26.03.2002

Peking: Das Reich der Mitte als Mekka der Klon-Forscher

Chinesische Wissenschaftler haben bereits Dutzende menschlicher Embryonen geklont, reden bisher aber kaum darueber. Das berichtete jetzt die Deutsche Presse-Agentur (dpa). "Wir klonen nur Embryonen fuer medizinische Zwecke", beteuert die Wissenschaftlerin Lu Guangxiu, die nach eigenen Angaben schon seit zwei Jahren im Xiangya Medical College in Changsha (Provinz Hunan) Embryonen zu therapeutischen Zwecken klont. Andere Institute in China verfolgten aehnliche Klon-Projekte. "Aber nicht viele", sagt Lu Guangxiu, deren Arbeit fuehrend ist. "Das ist Forschungsarbeit auf sehr hohem Niveau." Die meisten klonten deswegen Tiere.

Beim therapeutischen Klonen und der Stammzellen-Forschung setzt China laut dpa zu einem grossen Sprung nach vorn an. Mit den ersten geklonten Embryonen lag Lu Guangxiu weit vor der US-Firma Advanced Cell Technology (ACT), die im November mit der Mitteilung, einen Embryo geklont zu haben, weltweit Proteste ausgeloest hatte. Ethische Fragen sind China nicht fremd, doch sehen nur wenige Chinesen in einem Embryo ein menschliches Wesen. Auch bezieht sich das Verbot der Pekinger Regierung, Menschen zu klonen, nicht auf das therapeutische Klonen von Embryonen.

Lu Guangxiu verraet laut dpa nicht viel ueber ihre Arbeit, die bald in einem westlichen Wissenschaftsmagazin publiziert werden soll. Doch bestaetigte sie einen Bericht im "Wall Street Journal", wonach fuenf Prozent der geklonten Embryonen in ihrem Labor die Blastozyste-Stufe erreicht haetten. In diesem fruehen Stadium lassen sich dem Embryo die von Forschern begehrten Stammzellen entnehmen, die Lu Guangxiu isoliert und ueber drei Generationen entwickelt hat. Da ihre Arbeit grosse Mengen Eizellen erfordert, wurden Frauen in ihrer Befruchtungsklinik einfach gebeten, ueberschuessige Eizellen zu spenden.

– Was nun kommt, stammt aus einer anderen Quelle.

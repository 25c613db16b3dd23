//! Engine pollster
//!
//! Reports the pipeline manager's own counters as samples, one set per
//! discovered resource (the local node when nothing is discovered). Running
//! totals are `cumulative`; the active generation is a `gauge`.

use std::sync::Arc;

use async_trait::async_trait;
use tally_config::PollsterConfig;
use tally_metrics::PipelineMetricsProvider;
use tally_protocol::{Sample, SampleType, Utc};

use crate::discovery::local_node_name;
use crate::pollster::{Pollster, PollsterFactory};
use crate::{CollectionError, Result, SourceError};

/// Default prefix for engine meter names
pub const DEFAULT_METER_PREFIX: &str = "tally";

pub struct EnginePollster {
    name: String,
    prefix: String,
    provider: Arc<dyn PipelineMetricsProvider>,
}

impl EnginePollster {
    pub fn new(
        name: impl Into<String>,
        prefix: impl Into<String>,
        provider: Arc<dyn PipelineMetricsProvider>,
    ) -> Self {
        Self {
            name: name.into(),
            prefix: prefix.into(),
            provider,
        }
    }

    fn samples_for(&self, resource: &str) -> Vec<Sample> {
        let snapshot = self.provider.pipeline_snapshot();
        let now = Utc::now();
        let counters = [
            ("dispatched", snapshot.dispatched),
            ("matched", snapshot.matched),
            ("unmatched", snapshot.unmatched),
            ("chain_errors", snapshot.chain_errors),
            ("publish_errors", snapshot.publish_errors),
            ("sequence_drops", snapshot.sequence_drops),
            ("flush_errors", snapshot.flush_errors),
            ("reloads", snapshot.reloads),
        ];

        let mut samples: Vec<Sample> = counters
            .into_iter()
            .map(|(meter, value)| {
                Sample::new(
                    format!("{}.{meter}", self.prefix),
                    SampleType::Cumulative,
                    "item",
                    value as f64,
                    resource,
                    now,
                )
                .with_source(self.name.clone())
            })
            .collect();
        samples.push(
            Sample::new(
                format!("{}.generation", self.prefix),
                SampleType::Gauge,
                "generation",
                snapshot.generation as f64,
                resource,
                now,
            )
            .with_source(self.name.clone()),
        );
        samples
    }
}

#[async_trait]
impl Pollster for EnginePollster {
    async fn poll(&self, resources: &[String]) -> std::result::Result<Vec<Sample>, CollectionError> {
        if resources.is_empty() {
            return Ok(self.samples_for(&local_node_name()));
        }
        Ok(resources.iter().flat_map(|r| self.samples_for(r)).collect())
    }
}

/// Creates `engine` pollsters over one metrics provider
pub struct EngineFactory {
    provider: Arc<dyn PipelineMetricsProvider>,
}

impl EngineFactory {
    pub fn new(provider: Arc<dyn PipelineMetricsProvider>) -> Self {
        Self { provider }
    }
}

impl PollsterFactory for EngineFactory {
    fn create(&self, config: &PollsterConfig) -> Result<Arc<dyn Pollster>> {
        let prefix = match config.options.get("meter_prefix") {
            None => DEFAULT_METER_PREFIX,
            Some(value) => value
                .as_str()
                .filter(|s| !s.is_empty())
                .ok_or_else(|| SourceError::config("engine 'meter_prefix' must be a non-empty string"))?,
        };
        Ok(Arc::new(EnginePollster::new(
            config.name.clone(),
            prefix,
            Arc::clone(&self.provider),
        )))
    }

    fn pollster_type(&self) -> &'static str {
        "engine"
    }
}

#[cfg(test)]
mod tests {
    use tally_metrics::PipelineSnapshot;

    use super::*;
    use crate::pollster::default_pollsters;

    struct Fixed(PipelineSnapshot);

    impl PipelineMetricsProvider for Fixed {
        fn pipeline_snapshot(&self) -> PipelineSnapshot {
            self.0
        }
    }

    fn provider() -> Fixed {
        Fixed(PipelineSnapshot {
            dispatched: 12,
            matched: 10,
            unmatched: 2,
            generation: 3,
            ..Default::default()
        })
    }

    #[tokio::test]
    async fn test_reports_counters_per_resource() {
        let registry = default_pollsters(provider());
        let pollster = registry.create(&PollsterConfig::new("self", "engine")).unwrap();

        let samples = pollster
            .poll(&["node-1".to_string(), "node-2".to_string()])
            .await
            .unwrap();
        assert_eq!(samples.len(), 18);

        let dispatched = samples
            .iter()
            .find(|s| s.name == "tally.dispatched" && s.resource_id == "node-2")
            .unwrap();
        assert_eq!(dispatched.volume, 12.0);
        assert_eq!(dispatched.sample_type, SampleType::Cumulative);
        assert_eq!(dispatched.source, "self");

        let generation = samples.iter().find(|s| s.name == "tally.generation").unwrap();
        assert_eq!(generation.sample_type, SampleType::Gauge);
        assert_eq!(generation.volume, 3.0);
    }

    #[tokio::test]
    async fn test_falls_back_to_local_node() {
        let pollster = EnginePollster::new("self", "engine", Arc::new(provider()));
        let samples = pollster.poll(&[]).await.unwrap();
        assert_eq!(samples.len(), 9);
        assert_eq!(samples[0].resource_id, local_node_name());
        assert_eq!(samples[0].name, "engine.dispatched");
    }

    #[test]
    fn test_invalid_prefix_rejected() {
        let registry = default_pollsters(provider());
        let mut config = PollsterConfig::new("self", "engine");
        config
            .options
            .insert("meter_prefix".to_string(), toml::Value::Integer(1));
        assert!(matches!(registry.create(&config), Err(SourceError::Config(_))));
    }

    #[test]
    fn test_unknown_pollster_type() {
        let registry = default_pollsters(provider());
        let err = registry
            .create(&PollsterConfig::new("x", "libvirt"))
            .err()
            .unwrap();
        assert_eq!(err.to_string(), "unknown pollster type 'libvirt', available: [engine]");
    }
}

Einer der schaerfsten Kritiker dieses Zustandes ist Ba Denian, pensionierter Praesident der Medizinischen Akademie: "Es muss klar gesagt werden, was gemacht werden darf, wie weit jemand gehen kann, wem solche Arbeiten erlaubt werden und wie es ueberwacht wird." Er fuerchtet: "Ohne Kontrolle ist der naechste Schritt das Klonen von Menschen." Mit Blick auf Forscher, die sowohl mit tierischem und menschlichem Erbgut arbeiten, sagt Ba Denian: "Was einige Leute da tun, ist nicht richtig."

 

Doch niemand weiss ueberhaupt, wer in China was tut. Nach Auskunft des britischen Magazins "New Scientist" ist noch keines der chinesischen Experimente in einem angesehenen Fachjournal veroeffentlicht worden, die Artikel von Gutachtern pruefen lassen. Fest steht dennoch, dass sich eine grosse Zahl von Universitaeten und Instituten mit Klonen und Stammzellen beschaeftigt. Professor Chen Xigu vom der Zhongshan Medizinischen Universitaet in Kanton etwa pflanzte menschliches Erbgut in die Eizelle eines Kaninchens, um Stammzellen zu gewinnen.